▶ **Assigned task**: The answer must be every line of the data that holds the word "function".

▶ **Exercise data**:
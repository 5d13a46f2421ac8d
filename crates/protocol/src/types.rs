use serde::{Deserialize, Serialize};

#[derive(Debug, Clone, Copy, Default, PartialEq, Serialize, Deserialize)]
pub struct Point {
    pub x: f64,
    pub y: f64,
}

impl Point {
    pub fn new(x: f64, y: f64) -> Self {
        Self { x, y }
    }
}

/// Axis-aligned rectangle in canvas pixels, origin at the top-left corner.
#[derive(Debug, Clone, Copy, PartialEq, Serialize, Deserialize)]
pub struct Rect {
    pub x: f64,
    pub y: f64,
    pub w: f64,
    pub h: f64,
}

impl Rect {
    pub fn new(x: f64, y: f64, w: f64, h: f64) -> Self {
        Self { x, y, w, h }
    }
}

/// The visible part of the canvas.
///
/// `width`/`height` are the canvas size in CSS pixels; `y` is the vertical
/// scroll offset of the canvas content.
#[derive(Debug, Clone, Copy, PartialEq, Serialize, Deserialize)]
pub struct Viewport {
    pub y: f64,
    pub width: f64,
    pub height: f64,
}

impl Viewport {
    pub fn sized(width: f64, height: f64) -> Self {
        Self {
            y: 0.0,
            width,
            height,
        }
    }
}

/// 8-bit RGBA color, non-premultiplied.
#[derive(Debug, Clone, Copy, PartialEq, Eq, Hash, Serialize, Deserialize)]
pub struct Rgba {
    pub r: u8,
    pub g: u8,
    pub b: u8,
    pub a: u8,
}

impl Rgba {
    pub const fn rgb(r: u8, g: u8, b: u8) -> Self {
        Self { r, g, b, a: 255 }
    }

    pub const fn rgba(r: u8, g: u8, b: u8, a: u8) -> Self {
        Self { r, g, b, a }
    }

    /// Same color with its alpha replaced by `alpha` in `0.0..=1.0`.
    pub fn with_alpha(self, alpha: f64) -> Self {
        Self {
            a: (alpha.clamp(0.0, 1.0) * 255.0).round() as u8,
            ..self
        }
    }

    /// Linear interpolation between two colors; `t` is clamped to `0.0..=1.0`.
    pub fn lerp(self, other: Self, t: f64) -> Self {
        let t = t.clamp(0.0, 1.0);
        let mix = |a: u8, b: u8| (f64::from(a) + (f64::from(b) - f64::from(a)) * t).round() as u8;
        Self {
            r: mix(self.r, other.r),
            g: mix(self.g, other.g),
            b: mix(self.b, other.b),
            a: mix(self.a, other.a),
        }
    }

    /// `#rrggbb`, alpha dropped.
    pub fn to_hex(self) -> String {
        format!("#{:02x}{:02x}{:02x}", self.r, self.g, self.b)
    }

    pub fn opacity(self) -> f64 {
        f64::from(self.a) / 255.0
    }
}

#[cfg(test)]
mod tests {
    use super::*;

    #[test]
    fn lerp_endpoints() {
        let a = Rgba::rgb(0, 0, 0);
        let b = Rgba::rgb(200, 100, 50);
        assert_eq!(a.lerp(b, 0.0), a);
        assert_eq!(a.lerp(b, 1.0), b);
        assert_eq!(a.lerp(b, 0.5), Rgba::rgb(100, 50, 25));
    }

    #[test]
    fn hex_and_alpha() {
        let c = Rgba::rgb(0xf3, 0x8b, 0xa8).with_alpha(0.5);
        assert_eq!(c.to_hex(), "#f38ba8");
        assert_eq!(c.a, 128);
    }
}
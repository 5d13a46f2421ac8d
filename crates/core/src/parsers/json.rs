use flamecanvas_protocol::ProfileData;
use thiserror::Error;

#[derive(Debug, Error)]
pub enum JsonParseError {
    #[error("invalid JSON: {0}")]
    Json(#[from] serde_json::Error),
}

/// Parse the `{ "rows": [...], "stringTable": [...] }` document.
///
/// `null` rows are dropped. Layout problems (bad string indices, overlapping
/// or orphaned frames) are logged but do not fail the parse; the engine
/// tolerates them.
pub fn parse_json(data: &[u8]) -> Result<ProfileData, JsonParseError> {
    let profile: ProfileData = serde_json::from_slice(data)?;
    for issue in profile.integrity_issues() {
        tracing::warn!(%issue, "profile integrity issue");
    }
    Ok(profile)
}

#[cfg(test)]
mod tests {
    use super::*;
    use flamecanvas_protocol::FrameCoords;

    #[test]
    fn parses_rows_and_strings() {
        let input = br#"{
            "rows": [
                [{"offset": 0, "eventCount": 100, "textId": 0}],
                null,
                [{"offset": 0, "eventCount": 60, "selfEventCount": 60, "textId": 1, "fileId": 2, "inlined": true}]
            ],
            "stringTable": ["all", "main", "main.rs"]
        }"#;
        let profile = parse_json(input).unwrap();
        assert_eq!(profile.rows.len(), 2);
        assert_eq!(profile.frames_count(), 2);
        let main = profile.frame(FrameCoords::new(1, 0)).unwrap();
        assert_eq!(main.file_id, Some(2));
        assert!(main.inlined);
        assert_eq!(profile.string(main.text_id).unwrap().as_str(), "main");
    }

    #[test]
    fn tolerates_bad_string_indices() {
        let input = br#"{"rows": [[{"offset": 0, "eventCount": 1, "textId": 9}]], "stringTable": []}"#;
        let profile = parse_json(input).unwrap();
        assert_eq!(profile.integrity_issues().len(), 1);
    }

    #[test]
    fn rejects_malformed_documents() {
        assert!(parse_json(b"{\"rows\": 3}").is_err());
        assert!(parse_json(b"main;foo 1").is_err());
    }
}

--

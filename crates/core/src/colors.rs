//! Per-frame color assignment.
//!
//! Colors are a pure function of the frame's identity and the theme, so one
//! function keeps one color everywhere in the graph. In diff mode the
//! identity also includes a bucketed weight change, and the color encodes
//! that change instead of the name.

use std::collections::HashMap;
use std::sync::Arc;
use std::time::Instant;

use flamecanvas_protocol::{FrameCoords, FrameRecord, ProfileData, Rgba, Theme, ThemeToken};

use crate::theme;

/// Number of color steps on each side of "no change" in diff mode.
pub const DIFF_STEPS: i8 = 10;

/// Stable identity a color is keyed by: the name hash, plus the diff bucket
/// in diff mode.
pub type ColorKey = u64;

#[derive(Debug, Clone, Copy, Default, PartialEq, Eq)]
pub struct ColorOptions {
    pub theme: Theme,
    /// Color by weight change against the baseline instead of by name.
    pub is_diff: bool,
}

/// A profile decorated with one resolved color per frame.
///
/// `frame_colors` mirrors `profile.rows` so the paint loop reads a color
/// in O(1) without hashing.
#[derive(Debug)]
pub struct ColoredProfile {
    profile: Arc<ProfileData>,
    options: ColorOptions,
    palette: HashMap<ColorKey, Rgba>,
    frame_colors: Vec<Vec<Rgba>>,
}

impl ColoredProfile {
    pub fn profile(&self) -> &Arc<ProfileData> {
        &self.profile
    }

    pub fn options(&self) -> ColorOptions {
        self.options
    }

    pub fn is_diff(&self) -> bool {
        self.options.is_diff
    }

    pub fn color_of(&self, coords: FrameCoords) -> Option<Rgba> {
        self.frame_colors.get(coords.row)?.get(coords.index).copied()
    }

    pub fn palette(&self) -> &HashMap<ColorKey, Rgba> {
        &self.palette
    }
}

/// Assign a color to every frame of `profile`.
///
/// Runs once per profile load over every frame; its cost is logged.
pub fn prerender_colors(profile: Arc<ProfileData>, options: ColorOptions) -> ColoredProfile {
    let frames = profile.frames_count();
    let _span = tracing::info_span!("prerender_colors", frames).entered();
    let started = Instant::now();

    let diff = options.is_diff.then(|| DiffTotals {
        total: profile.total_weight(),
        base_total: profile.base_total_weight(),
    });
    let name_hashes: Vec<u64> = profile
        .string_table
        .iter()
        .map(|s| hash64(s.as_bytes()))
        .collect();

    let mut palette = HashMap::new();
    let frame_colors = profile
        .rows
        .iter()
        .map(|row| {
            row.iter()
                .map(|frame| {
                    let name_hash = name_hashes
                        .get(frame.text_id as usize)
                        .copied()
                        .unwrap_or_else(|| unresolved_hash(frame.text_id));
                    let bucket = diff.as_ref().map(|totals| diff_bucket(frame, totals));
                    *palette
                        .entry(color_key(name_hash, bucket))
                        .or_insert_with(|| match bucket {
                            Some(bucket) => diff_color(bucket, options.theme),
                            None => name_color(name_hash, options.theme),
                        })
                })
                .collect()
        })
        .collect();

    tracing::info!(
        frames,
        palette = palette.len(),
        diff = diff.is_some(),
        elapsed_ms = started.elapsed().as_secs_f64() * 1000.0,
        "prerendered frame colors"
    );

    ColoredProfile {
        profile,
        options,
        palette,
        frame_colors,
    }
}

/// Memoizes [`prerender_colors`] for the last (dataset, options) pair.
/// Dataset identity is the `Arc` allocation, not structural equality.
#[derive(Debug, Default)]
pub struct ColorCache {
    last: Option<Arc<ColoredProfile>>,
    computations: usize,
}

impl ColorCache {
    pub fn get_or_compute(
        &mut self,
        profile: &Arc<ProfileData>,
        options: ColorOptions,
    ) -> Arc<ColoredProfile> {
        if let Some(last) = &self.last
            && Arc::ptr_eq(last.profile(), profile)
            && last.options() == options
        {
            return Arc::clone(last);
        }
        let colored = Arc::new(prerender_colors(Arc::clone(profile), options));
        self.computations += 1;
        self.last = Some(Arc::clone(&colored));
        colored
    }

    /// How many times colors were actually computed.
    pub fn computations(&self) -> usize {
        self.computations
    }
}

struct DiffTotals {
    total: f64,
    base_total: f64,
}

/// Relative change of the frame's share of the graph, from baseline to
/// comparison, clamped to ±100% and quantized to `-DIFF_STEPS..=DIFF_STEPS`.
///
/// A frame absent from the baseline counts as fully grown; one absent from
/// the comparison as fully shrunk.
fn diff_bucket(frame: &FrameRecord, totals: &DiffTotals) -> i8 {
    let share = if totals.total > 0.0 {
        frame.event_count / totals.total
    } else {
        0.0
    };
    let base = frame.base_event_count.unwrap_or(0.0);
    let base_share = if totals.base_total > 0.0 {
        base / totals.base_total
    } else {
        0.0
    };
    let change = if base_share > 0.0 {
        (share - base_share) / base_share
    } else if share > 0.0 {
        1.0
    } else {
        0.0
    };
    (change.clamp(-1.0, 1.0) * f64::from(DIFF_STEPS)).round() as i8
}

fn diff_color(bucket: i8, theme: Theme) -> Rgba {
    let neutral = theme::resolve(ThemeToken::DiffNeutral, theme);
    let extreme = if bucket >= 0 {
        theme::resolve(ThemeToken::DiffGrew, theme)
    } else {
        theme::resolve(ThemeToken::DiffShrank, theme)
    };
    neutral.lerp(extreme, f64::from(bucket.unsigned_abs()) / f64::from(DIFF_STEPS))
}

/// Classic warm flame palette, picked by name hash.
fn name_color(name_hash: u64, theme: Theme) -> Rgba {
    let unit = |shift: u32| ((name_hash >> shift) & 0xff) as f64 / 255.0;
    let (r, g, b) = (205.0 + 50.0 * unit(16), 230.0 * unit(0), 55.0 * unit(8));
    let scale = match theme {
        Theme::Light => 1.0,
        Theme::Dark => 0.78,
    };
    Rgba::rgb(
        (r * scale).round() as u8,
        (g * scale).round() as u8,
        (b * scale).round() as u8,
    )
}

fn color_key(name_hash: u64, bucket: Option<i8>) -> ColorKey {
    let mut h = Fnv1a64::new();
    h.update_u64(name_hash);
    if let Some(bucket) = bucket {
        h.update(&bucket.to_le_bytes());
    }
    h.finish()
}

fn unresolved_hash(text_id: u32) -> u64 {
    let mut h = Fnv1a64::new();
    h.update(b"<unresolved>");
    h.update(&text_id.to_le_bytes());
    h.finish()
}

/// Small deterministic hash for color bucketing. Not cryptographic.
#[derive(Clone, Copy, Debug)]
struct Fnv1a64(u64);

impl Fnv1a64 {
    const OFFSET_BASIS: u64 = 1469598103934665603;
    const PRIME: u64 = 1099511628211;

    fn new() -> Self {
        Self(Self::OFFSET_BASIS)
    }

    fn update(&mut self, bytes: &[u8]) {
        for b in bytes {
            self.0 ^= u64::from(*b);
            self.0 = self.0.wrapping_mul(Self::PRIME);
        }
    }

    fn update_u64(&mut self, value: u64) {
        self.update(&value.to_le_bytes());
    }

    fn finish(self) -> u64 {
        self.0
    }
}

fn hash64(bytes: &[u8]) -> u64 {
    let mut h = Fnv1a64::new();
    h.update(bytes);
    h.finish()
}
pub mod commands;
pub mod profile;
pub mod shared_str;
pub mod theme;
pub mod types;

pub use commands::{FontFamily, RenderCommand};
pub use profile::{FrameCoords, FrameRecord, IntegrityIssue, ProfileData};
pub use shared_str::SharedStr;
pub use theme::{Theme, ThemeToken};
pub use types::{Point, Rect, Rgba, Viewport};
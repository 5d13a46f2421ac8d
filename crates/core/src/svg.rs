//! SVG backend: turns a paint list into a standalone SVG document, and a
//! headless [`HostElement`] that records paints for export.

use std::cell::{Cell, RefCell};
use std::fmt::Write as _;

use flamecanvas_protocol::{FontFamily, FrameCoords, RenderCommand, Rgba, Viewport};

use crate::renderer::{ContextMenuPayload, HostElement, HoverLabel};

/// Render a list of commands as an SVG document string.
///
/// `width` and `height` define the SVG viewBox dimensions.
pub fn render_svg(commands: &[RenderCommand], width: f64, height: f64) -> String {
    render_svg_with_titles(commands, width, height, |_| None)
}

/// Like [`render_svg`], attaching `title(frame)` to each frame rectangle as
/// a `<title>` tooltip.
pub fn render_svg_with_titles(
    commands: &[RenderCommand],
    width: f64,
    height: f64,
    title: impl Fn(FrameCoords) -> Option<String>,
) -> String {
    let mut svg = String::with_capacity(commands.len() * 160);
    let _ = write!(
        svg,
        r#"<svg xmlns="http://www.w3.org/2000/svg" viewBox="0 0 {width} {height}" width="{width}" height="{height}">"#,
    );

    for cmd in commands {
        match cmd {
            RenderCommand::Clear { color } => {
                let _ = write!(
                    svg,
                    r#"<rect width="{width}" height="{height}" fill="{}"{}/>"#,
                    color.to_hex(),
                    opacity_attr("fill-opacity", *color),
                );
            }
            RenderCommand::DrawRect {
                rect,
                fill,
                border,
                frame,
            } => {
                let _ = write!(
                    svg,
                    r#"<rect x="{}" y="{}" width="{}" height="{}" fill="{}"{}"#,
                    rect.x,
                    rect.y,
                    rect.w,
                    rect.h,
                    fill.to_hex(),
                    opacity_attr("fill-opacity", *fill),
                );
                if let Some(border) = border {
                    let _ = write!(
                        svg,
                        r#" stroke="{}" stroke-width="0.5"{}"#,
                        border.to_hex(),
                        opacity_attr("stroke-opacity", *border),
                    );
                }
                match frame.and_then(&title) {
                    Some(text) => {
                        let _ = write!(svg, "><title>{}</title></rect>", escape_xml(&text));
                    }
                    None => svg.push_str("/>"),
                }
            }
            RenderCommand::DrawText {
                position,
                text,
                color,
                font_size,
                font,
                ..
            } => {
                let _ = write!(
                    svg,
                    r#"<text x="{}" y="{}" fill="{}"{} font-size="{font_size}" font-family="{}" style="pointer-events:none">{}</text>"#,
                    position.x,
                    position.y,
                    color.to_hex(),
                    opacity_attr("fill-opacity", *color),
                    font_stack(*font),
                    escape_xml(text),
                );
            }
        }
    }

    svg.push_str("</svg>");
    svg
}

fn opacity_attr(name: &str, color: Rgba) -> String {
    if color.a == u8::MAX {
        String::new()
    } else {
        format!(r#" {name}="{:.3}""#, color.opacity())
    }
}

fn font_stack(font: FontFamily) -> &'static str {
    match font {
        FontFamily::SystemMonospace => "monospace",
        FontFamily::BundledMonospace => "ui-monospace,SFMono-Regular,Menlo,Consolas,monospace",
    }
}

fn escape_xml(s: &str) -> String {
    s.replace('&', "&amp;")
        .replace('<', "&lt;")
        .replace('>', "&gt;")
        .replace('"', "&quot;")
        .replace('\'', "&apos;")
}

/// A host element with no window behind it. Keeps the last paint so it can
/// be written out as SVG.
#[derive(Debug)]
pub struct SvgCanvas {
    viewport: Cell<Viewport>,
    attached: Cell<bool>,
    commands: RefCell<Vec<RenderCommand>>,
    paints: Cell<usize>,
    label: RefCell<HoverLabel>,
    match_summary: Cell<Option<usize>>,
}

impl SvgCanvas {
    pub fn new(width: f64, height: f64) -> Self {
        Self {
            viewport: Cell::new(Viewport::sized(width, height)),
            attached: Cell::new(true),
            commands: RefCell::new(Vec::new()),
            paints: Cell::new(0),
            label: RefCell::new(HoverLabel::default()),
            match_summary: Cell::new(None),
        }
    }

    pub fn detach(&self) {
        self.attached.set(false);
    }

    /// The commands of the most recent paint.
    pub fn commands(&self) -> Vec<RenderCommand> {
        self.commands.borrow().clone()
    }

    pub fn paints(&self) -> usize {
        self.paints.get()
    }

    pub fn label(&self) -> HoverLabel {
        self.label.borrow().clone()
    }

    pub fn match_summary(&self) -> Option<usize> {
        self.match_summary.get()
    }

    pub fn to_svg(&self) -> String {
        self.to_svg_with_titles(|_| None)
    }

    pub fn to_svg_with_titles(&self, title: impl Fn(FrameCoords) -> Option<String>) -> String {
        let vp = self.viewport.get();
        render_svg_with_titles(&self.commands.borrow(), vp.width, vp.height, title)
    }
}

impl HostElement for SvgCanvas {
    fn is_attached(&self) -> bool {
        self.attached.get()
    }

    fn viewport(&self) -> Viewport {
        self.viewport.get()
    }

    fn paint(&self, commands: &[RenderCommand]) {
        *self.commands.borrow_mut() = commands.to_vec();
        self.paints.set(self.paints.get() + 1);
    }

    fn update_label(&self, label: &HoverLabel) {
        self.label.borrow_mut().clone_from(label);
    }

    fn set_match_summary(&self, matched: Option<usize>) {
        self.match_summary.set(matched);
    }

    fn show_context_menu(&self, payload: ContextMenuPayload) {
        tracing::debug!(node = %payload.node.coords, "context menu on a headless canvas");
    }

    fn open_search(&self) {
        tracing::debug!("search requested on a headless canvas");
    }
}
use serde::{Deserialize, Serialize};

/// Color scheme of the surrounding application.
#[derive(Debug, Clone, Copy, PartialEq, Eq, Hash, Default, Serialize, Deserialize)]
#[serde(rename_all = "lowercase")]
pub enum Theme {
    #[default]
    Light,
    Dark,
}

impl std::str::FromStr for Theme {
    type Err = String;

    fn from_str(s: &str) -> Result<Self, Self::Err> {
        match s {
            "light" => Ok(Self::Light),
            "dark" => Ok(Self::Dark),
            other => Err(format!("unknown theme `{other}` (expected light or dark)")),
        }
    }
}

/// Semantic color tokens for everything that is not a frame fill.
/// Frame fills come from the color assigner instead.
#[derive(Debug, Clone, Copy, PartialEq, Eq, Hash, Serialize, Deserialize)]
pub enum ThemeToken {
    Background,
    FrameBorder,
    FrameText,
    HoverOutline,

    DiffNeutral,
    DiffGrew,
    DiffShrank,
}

--

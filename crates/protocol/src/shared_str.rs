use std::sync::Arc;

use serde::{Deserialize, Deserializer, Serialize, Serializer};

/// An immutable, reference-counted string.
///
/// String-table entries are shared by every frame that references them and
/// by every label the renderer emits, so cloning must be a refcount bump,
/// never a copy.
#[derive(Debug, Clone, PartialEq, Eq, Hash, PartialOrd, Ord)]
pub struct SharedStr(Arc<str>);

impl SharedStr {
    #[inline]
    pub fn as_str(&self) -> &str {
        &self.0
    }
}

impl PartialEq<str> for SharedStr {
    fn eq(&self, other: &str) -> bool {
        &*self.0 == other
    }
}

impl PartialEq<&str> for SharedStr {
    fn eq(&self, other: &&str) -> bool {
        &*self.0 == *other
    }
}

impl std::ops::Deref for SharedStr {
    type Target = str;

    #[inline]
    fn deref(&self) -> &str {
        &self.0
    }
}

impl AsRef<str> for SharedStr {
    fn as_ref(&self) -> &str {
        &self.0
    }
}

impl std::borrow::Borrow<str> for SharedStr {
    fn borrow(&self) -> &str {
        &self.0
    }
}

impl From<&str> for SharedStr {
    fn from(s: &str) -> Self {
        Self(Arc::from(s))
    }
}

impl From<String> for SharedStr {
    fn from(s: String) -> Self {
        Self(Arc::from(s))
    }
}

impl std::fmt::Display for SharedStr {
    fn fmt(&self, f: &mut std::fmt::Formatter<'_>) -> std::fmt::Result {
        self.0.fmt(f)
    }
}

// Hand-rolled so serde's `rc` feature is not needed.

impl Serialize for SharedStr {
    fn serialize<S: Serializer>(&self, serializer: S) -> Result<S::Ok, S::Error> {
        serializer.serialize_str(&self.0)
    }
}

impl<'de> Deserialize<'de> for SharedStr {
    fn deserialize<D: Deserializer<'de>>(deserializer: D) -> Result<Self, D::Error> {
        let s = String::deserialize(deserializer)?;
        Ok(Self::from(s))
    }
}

▶ **Result of the exercise**:
//! Colors are a pure function of the frame's identity and the theme, so one
//! function keeps one color everywhere in the graph. In diff mode the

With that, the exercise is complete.